After snapping out of the Deftones dream, I jetted over to the Rock stage to catch part of another righteous fem/riot grrl act from the 90’s, Sleater-Kinney. Janet Weiss was relentless on the drums, hitting both rigorously and meticulously along to the flawless guitar intertwining of Corin Tucker and Carrie Brownstein. Corin paused to make a statement supporting the zero-tolerance policy of Riot Fest, and how important it was for everyone to look out for each other. Representing the voice of the few female groups at the entire fest, this was a pertinent message to be addressed. Having personally waited two decades to witness these badass ladies on stage, it was an extreme treat to see them still rockin just as hard and continuously standing up for what they exemplify.

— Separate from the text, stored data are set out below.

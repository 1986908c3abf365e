use crate::filtering::domain::frame_filter::FrameFilter;
use crate::filtering::domain::kernel::Kernel3x3;

use super::cpu_convolution_filter::CpuConvolutionFilter;
use super::threaded_convolution_filter::ThreadedConvolutionFilter;

/// Execution backend preference.
#[derive(Clone, Copy, Debug, PartialEq, Eq)]
pub enum ExecutionMode {
    SingleThreaded,
    /// Row-parallel; `threads: 0` means one band per available CPU.
    Threaded { threads: usize },
}

/// Creates a convolution filter for the requested execution mode.
///
/// Both backends produce byte-identical output; the threaded one only
/// changes how the rows are partitioned across CPUs.
pub fn create_filter(kernel: Kernel3x3, mode: ExecutionMode) -> Box<dyn FrameFilter> {
    match mode {
        ExecutionMode::SingleThreaded => {
            log::info!("using single-threaded convolution backend");
            Box::new(CpuConvolutionFilter::new(kernel))
        }
        ExecutionMode::Threaded { threads: 0 } => {
            log::info!("using row-parallel convolution backend (auto thread count)");
            Box::new(ThreadedConvolutionFilter::new(kernel))
        }
        ExecutionMode::Threaded { threads } => {
            log::info!("using row-parallel convolution backend ({threads} threads)");
            Box::new(ThreadedConvolutionFilter::with_threads(kernel, threads))
        }
    }
}

#[cfg(test)]
mod tests {
    use super::*;
    use crate::shared::frame::Frame;

    fn make_frame(width: u32, height: u32, value: u8) -> Frame {
        Frame::from_rgba(vec![value; (width * height * 4) as usize], width, height).unwrap()
    }

    #[test]
    fn test_create_single_threaded_filter_works() {
        let filter = create_filter(Kernel3x3::box_blur(), ExecutionMode::SingleThreaded);
        let frame = make_frame(8, 8, 128);
        let out = filter.apply(&frame).unwrap();
        assert_eq!(out.width(), 8);
    }

    #[test]
    fn test_create_threaded_filter_works() {
        let filter = create_filter(Kernel3x3::box_blur(), ExecutionMode::Threaded { threads: 4 });
        let frame = make_frame(8, 8, 128);
        let out = filter.apply(&frame).unwrap();
        assert_eq!(out.height(), 8);
    }

    #[test]
    fn test_backends_agree() {
        let mut frame = make_frame(12, 12, 0);
        frame.data_mut()[300] = 255;
        let single = create_filter(Kernel3x3::emboss(), ExecutionMode::SingleThreaded)
            .apply(&frame)
            .unwrap();
        let threaded = create_filter(Kernel3x3::emboss(), ExecutionMode::Threaded { threads: 0 })
            .apply(&frame)
            .unwrap();
        assert_eq!(single, threaded);
    }
}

In passing between the two stages I was greeted with an earth rumbling amount of sonic distribution that I could not ignore. No doubt, I had to stop and see what was causing so much noise. Death Grips, a California-born experimental hip hop group was hammering away just as hard as if they were the headliners. Their production of brain melting beats, heavy as hell distortion, and lyrics that were surely more in depth and darker than any main stream hip hop today, I had to give them a significant listen. This group reminded me of Hella, The Mars Volta, One Day as a Lion, and the Melvins all at once. This was a group that forced others to pay attention to them and definitely will be on peoples’s radars if they aren’t already. If you are looking for something passionate, but aggressive beyond your imagination, check these guys out.
Rob Zombie gathered all of the attention next, understandably so, as rumor had promised they would be playing the entirety of the classic and final White Zombie album Astro Creep 2000 (which Rob later interestingly stated during performance had not been rehearsed once.) With the signature horror-themed costumes and theatrics of Rob, Piggy D, Ginger Fish and John 5, coupled with the intense light show stretching over the now packed park, Zombie fans were not disappointed, to say the least. They even ended the set on “Dragula” for those too young to remember the 20 year old album (if you have not heard it, go listen now.)
The Original Misfits were the final act of the fest, and the entire park gathered at what now appeared far too tiny of a stage to hold such an awaited gathering of such magnitude, not to mention a couple of larger than life inflatable jack o’ lanterns. Some fans had dreamt for 33 years of seeing the original lineup reunited, and the anticipation could be clearly felt across the park. That buzzing building energy was hungrily absorbed by Jerry Only, Glenn Danzig, and Doyle Wolfgang Von Frankenstein, like vampires feeding on blood, as you could practically see the electricity between the trio growing stronger. Acey Slade and Dave Lombardo were a well-decided fit on guitar on drums. I can’t imagine how far the echoes ranged from the record horde of devoted fans in Chicago that night bellowing along with every lyric, but I guarantee there were a lot of hoarse fans the next day. While the sound from the PA’s could have been more efficient, (which a winded Danzig himself was heard cursing about,) overall the reunion was a historical event to be experienced and never forgotten.
Riot Fest 2016 was clearly the best choice to have been made this summer, and I most certainly will be there eagerly waiting in the pit for the next one.